PROCEDURAL BACKGROUND

On October 13, 2015, Plaintiff Raul Arellano, a state prisoner proceeding pro se commenced this action under the Civil Rights Act, 42 U.S.C. § 1983. ECF No. 1. On October 13, 2015 and November 24, 2015, Plaintiff filed certified copies of his inmate trust account statements which the Court liberally construed as a request to proceed in forma pauperis ("IFP"). ECF Nos. 2, 3.

On February 3, 2016, the Court granted Plaintiff IFP status and sua sponte dismissed Plaintiff's Complaint for failing to state a claim upon which relief may be granted. See ECF No. 4.

On March 21, 2016, Plaintiff filed a First Amended Complaint. ECF No. 9. On May 2, 2016, the Court dismissed Plaintiff's First Amended Complaint again for failing to state a claim upon which relief may be granted. See ECF No. 10.

On July 22, 2016, Plaintiff filed a Second Amended Complaint. ECF No. 17. On August 22, 2016, the Court dismissed Plaintiff's Second Amended Complaint for failing to state a claim upon which relief may be granted without leave to amend.

On December 1, 2016, Plaintiff appealed the Court's Order to the United States Court of Appeals for the Ninth Circuit. ECF No. 24. On February 20, 2018, the Ninth Circuit affirmed the Court's Order with the exception of Plaintiff's retaliation claim against Defendant Olson. ECF No. 37 at 4-5.

On January 24, 2019, Defendant filed a Motion for Summary Judgment and the Court issued a Klingele Notice and Scheduling Order. ECF Nos. 57, 58. On March 21, 2019, Plaintiff filed a Response to Defendant's Motion for Summary Judgment. ECF No. 61. On April 2, 2019, Defendant filed a Reply. ECF No. 63. On April 5, 2019, Plaintiff submitted a Sur-Reply that was received by the Court on April 9, 2019 and accepted on discrepancy on April 11, 2019. ECF Nos. 66, 67.

FACTUAL BACKGROUND

I. Debits to Plaintiff's Inmate Trust Account

This action arises out of events occurring on or about January through December 2014 at R.J. Donovan Correctional Facility ("RJD") in San Diego, California.

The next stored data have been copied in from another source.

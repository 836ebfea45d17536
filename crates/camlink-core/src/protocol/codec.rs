//! Line codec for the device control stream.
//!
//! Wire format, outbound:
//! ```text
//! {"cmdName":"doCapture", ...}\n
//! ```
//! Wire format, inbound:
//! ```text
//! {"tag":"yuvImage","bufValueSize":460800}\n<460800 raw bytes>
//! ```
//!
//! The reader consumes bytes until a newline, decodes the line as the JSON
//! envelope, and — when the envelope declares `bufValueSize` — keeps reading
//! until exactly that many additional bytes have been consumed. A single
//! `read()` may return fewer bytes than requested; that is normal and the
//! trailer loop continues until the declared size is met. A read that
//! returns zero bytes means the peer closed the stream: the frame is
//! unrecoverable and the session that owns the stream must be discarded.

use std::io::{self, Read, Write};

use serde::Deserialize;
use thiserror::Error;
use tracing::trace;

use super::command::Command;
use super::frame::{FrameTag, ResponseFrame};

/// Hard cap on a single frame line, to bound memory on a corrupt stream.
const MAX_LINE_BYTES: usize = 1 << 20;

/// Errors raised while encoding commands or decoding frames.
#[derive(Debug, Error)]
pub enum ProtocolError {
    /// The peer closed the stream before a complete frame was read. Fatal:
    /// the session owning the channel is unusable.
    #[error("channel closed by device mid-frame")]
    ChannelClosed,

    /// The read timed out before a complete frame arrived. Fatal for the
    /// session: a command is now half-consumed on the wire.
    #[error("timed out waiting for a frame")]
    Timeout,

    /// An I/O error occurred on the underlying stream.
    #[error("channel I/O error: {0}")]
    Io(#[from] io::Error),

    /// The envelope line was not valid JSON, or violated the frame schema.
    #[error("malformed frame: {0}")]
    MalformedFrame(String),

    /// A frame arrived with a tag outside the set the caller accepts.
    #[error("unexpected tag: expected {expected}, got {got}")]
    UnexpectedTag { expected: String, got: String },

    /// The frame lacked a field the caller requires (`strValue`/`objValue`).
    #[error("frame {tag} is missing its {field} field")]
    MissingField { tag: String, field: &'static str },
}

/// Serde view of the inbound envelope line.
#[derive(Debug, Deserialize)]
struct Envelope {
    tag: String,
    #[serde(rename = "strValue")]
    str_value: Option<String>,
    #[serde(rename = "objValue")]
    obj_value: Option<serde_json::Value>,
    #[serde(rename = "bufValueSize")]
    buf_value_size: Option<usize>,
}

/// Writes one command as a newline-terminated JSON line.
///
/// # Errors
///
/// Returns [`ProtocolError::Io`] if the write fails.
pub fn write_command<W: Write>(writer: &mut W, cmd: &Command) -> Result<(), ProtocolError> {
    let mut line = serde_json::to_vec(&cmd.to_json())
        .map_err(|e| ProtocolError::MalformedFrame(e.to_string()))?;
    line.push(b'\n');
    writer.write_all(&line)?;
    writer.flush()?;
    trace!(command = cmd.name(), bytes = line.len(), "command sent");
    Ok(())
}

/// Reads one complete frame: envelope line plus declared binary trailer.
///
/// Frames with no `bufValueSize` yield `payload: None` and never block
/// waiting for trailer bytes.
///
/// # Errors
///
/// - [`ProtocolError::ChannelClosed`] when the stream ends mid-frame.
/// - [`ProtocolError::Timeout`] when the underlying read times out.
/// - [`ProtocolError::MalformedFrame`] when the line is not a valid
///   envelope.
pub fn read_frame<R: Read>(reader: &mut R) -> Result<ResponseFrame, ProtocolError> {
    let line = read_line(reader)?;
    let envelope: Envelope = serde_json::from_slice(&line)
        .map_err(|e| ProtocolError::MalformedFrame(e.to_string()))?;

    let payload = match envelope.buf_value_size {
        None => None,
        Some(n) => {
            let mut buf = vec![0u8; n];
            read_exact(reader, &mut buf)?;
            Some(buf)
        }
    };

    let tag = FrameTag::parse(&envelope.tag);
    trace!(%tag, payload = payload.as_ref().map_or(0, Vec::len), "frame received");
    Ok(ResponseFrame {
        tag,
        str_value: envelope.str_value,
        obj_value: envelope.obj_value,
        payload,
    })
}

/// Reads bytes until a `\n`, returning the line without the terminator.
fn read_line<R: Read>(reader: &mut R) -> Result<Vec<u8>, ProtocolError> {
    let mut line = Vec::with_capacity(256);
    let mut byte = [0u8; 1];
    loop {
        let n = reader.read(&mut byte).map_err(map_io)?;
        if n == 0 {
            return Err(ProtocolError::ChannelClosed);
        }
        if byte[0] == b'\n' {
            return Ok(line);
        }
        line.push(byte[0]);
        if line.len() > MAX_LINE_BYTES {
            return Err(ProtocolError::MalformedFrame(format!(
                "frame line exceeds {MAX_LINE_BYTES} bytes without a newline"
            )));
        }
    }
}

/// Fills `buf` handling partial reads; EOF mid-trailer is a closed channel.
fn read_exact<R: Read>(reader: &mut R, buf: &mut [u8]) -> Result<(), ProtocolError> {
    let mut filled = 0;
    while filled < buf.len() {
        let n = reader.read(&mut buf[filled..]).map_err(map_io)?;
        if n == 0 {
            return Err(ProtocolError::ChannelClosed);
        }
        filled += n;
    }
    Ok(())
}

fn map_io(e: io::Error) -> ProtocolError {
    match e.kind() {
        io::ErrorKind::WouldBlock | io::ErrorKind::TimedOut => ProtocolError::Timeout,
        _ => ProtocolError::Io(e),
    }
}
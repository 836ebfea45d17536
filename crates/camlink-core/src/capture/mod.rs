//! Capture pipeline: output surfaces, stream demultiplexing, results.
//!
//! A capture command names N output surfaces and a burst of M capture
//! requests. The device answers with N×M image frames plus M metadata
//! frames, and frames from different streams may interleave in any order on
//! the wire. This module validates the requested streams up front, routes
//! each inbound frame to its stream, and reassembles the caller's requested
//! result shape once everything has arrived.

pub mod demux;
pub mod result;
pub mod surface;

pub use demux::{Accepted, BufferCollector, SizeCatalog, StreamPlan, ValidationError};
pub use result::{CaptureOutput, CaptureResult};
pub use surface::{longest_exposure_ns, CaptureRequest, OutputSurface};
//! Wire protocol for the device control connection.
//!
//! Both directions share one TCP stream. Outbound traffic is a sequence of
//! commands, each a single `\n`-terminated UTF-8 JSON object with a required
//! `cmdName` field. Inbound traffic is a sequence of frames: a
//! `\n`-terminated JSON envelope with a `tag` field and either a `strValue`
//! or an `objValue`; when the envelope carries a `bufValueSize` field, a raw
//! binary payload of exactly that many bytes follows immediately after the
//! newline. Interleaving text and binary on one stream avoids a second
//! connection while keeping line parsing cheap.

pub mod codec;
pub mod command;
pub mod frame;

pub use codec::{read_frame, write_command, ProtocolError};
pub use command::Command;
pub use frame::{FrameTag, ImageFormat, ResponseFrame};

On January 2, 2014, fifty dollars was deposited into Plaintiff's inmate trust account and twenty-two dollars and fifty cents in copy charges were deducted. ECF No. 57-3 at 6. On February 16, 2014, another fifty dollars was deposited into Plaintiff's account and twenty-two dollars and fifty cents in copy charges was again deducted. Id. On March 25, 2014, sixty dollars was deposited into Plaintiff's account and twenty-seven dollars in copy charges was deducted. Id. at 6-7. Plaintiff alleges the copy charges were improperly debited from his account because he was indigent at the time they were made. ECF No. 17 at 15.

II. Plaintiff's First Grievance (Number 14-1338)

On April 1, 2014, Plaintiff submitted grievance number 14-1388, asserting that the January 2, February 15, and March 25, 2014 copy charge debited from his account were improper because the charges had been made when he was indigent. ECF No. 57-3 at 12.

On April 17, 2014, Defendant—an appeals coordinator at RJD during the relevant time period—rejected Plaintiff's grievance at a first level of review on the grounds that the appeal involved "multiple issues that do not derive from a single event, or are not directly related and cannot be reasonably addressed in a single response" and directed Plaintiff to "delete the allegations of the occurrences which took place more than 30 days prior to the date you submitted this appeal[.]" ECF No. 57-3 at 17.

III. Plaintiff's Second Grievance (Number 14-1491)

On April 17, 2014, Plaintiff submitted a new grievance numbered 14-1491. ECF No. 61 at 33-34. In his second grievance, Plaintiff again asserted the January 2, February 15, and March 25, 2014 copy charges were improperly debited from his account. Id. at 33. In addressing the rejection of his first grievance, Plaintiff argued that: (1) the three copy charge debits should be addressed in a single grievance; and (2) he should not have been time-barred from asserting his claims on the January 2 and February 15, 2014 copy charges (despite the thirty-day limit for filing grievances) because he had only received notice of these charges after requesting a copy of his trust account report—which he allegedly received sometime in the thirty days prior to submitting his first grievance. Id. at 33-34.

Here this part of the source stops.